▼
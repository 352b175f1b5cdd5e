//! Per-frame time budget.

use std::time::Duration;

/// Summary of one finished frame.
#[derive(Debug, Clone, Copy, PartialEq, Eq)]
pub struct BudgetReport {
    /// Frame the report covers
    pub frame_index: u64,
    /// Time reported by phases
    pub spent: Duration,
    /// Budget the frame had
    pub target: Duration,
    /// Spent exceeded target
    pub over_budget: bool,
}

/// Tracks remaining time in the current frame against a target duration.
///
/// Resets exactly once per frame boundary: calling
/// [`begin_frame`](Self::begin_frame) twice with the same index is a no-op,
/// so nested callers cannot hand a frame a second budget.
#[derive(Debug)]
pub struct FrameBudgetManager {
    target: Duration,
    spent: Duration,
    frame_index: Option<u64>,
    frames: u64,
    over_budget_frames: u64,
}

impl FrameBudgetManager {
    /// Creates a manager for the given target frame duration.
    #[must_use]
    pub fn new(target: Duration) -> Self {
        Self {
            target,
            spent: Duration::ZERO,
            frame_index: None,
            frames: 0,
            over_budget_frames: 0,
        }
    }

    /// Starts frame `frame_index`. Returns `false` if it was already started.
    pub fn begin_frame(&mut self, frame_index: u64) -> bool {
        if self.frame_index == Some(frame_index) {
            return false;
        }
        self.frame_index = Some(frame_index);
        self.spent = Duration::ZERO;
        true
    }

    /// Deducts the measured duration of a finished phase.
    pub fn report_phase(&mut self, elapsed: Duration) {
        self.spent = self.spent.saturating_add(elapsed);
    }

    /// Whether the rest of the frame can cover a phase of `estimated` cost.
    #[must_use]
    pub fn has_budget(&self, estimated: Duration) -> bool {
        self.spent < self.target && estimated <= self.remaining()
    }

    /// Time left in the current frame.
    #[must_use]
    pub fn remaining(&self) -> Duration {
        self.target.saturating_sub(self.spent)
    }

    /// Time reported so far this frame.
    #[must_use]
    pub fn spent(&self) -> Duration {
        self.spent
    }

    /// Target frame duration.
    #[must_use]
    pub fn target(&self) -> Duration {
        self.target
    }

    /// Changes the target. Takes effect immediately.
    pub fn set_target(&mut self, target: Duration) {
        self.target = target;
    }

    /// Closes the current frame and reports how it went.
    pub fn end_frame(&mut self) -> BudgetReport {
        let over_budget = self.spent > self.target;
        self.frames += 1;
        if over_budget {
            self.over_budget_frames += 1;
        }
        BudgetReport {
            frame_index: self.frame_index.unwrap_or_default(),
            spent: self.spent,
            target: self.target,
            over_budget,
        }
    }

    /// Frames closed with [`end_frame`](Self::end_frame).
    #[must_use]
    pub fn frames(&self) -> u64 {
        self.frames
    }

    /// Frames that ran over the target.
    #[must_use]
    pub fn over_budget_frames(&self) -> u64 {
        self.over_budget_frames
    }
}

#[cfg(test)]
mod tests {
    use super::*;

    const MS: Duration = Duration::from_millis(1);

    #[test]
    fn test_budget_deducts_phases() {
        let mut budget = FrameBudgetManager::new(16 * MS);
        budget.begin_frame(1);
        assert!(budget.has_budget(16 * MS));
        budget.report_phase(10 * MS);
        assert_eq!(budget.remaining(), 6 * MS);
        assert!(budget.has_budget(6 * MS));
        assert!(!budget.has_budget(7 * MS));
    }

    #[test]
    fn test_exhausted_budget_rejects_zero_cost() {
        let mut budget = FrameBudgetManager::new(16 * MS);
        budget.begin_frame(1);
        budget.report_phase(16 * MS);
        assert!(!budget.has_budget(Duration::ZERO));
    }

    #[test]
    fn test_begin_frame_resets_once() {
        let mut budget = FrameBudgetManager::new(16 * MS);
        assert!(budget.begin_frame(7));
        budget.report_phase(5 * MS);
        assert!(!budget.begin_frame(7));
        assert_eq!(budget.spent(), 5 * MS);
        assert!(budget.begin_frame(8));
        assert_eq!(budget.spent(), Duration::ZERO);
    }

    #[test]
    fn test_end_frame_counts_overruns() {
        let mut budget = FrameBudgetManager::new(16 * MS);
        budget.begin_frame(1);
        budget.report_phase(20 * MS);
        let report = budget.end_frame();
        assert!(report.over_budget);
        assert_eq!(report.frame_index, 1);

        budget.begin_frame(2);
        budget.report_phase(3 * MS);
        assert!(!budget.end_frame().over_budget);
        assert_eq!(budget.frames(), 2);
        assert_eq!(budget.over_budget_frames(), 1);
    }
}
▲
▼
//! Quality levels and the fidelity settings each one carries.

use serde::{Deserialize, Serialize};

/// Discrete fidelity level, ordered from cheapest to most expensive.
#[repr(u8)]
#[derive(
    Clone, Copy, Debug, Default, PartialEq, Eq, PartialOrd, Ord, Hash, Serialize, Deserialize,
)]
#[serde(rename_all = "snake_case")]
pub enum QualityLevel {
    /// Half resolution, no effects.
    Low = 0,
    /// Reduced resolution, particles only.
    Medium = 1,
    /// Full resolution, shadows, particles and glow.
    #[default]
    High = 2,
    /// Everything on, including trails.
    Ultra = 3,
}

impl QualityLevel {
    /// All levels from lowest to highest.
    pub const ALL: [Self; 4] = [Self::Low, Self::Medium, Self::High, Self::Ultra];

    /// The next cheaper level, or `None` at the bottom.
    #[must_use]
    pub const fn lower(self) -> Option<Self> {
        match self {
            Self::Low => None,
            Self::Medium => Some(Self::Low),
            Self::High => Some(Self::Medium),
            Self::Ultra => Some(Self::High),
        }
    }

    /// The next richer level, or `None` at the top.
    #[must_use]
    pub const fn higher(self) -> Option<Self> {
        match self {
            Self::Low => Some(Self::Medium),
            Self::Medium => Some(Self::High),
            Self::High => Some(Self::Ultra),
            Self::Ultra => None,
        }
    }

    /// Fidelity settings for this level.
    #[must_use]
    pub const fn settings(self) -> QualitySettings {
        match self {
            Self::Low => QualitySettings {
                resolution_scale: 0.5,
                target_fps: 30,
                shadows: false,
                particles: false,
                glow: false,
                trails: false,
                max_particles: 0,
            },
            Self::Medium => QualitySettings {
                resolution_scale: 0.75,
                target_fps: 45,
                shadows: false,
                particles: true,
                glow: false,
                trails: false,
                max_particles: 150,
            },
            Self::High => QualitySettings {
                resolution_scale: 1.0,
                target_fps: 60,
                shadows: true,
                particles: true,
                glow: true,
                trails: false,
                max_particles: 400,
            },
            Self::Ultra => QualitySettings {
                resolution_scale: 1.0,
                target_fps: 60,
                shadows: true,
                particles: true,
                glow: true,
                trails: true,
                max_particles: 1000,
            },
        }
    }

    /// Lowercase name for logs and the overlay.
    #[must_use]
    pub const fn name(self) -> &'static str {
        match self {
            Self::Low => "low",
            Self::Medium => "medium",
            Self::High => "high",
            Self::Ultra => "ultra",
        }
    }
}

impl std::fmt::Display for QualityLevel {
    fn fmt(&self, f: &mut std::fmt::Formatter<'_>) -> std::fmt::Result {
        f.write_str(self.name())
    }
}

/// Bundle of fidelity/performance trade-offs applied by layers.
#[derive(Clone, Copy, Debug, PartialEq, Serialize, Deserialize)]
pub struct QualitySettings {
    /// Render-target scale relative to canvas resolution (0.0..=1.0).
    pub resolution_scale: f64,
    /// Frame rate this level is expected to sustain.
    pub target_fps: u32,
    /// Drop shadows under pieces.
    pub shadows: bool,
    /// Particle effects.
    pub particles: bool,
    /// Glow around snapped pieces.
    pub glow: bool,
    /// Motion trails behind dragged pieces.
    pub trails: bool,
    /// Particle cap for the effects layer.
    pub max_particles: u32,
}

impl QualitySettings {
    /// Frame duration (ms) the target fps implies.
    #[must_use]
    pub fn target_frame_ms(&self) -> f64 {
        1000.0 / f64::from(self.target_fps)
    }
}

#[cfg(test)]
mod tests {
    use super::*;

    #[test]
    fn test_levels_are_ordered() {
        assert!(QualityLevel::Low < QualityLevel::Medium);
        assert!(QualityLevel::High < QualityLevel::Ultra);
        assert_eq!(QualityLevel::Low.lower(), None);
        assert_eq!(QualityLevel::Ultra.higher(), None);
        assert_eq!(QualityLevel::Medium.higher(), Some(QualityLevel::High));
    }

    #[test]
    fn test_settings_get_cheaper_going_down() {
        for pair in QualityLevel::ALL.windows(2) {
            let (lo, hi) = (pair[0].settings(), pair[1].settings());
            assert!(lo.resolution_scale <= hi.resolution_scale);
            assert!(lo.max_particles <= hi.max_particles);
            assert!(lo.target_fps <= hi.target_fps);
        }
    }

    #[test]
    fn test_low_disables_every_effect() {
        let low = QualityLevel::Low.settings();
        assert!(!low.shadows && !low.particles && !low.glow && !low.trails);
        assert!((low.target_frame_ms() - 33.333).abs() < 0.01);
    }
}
▲
__Exercise goal__: Identify each line in the records above that contains the word "BudgetReport", and copy it out in full.

__Task response__:
pub struct BudgetReport {
    pub fn end_frame(&mut self) -> BudgetReport {
        BudgetReport {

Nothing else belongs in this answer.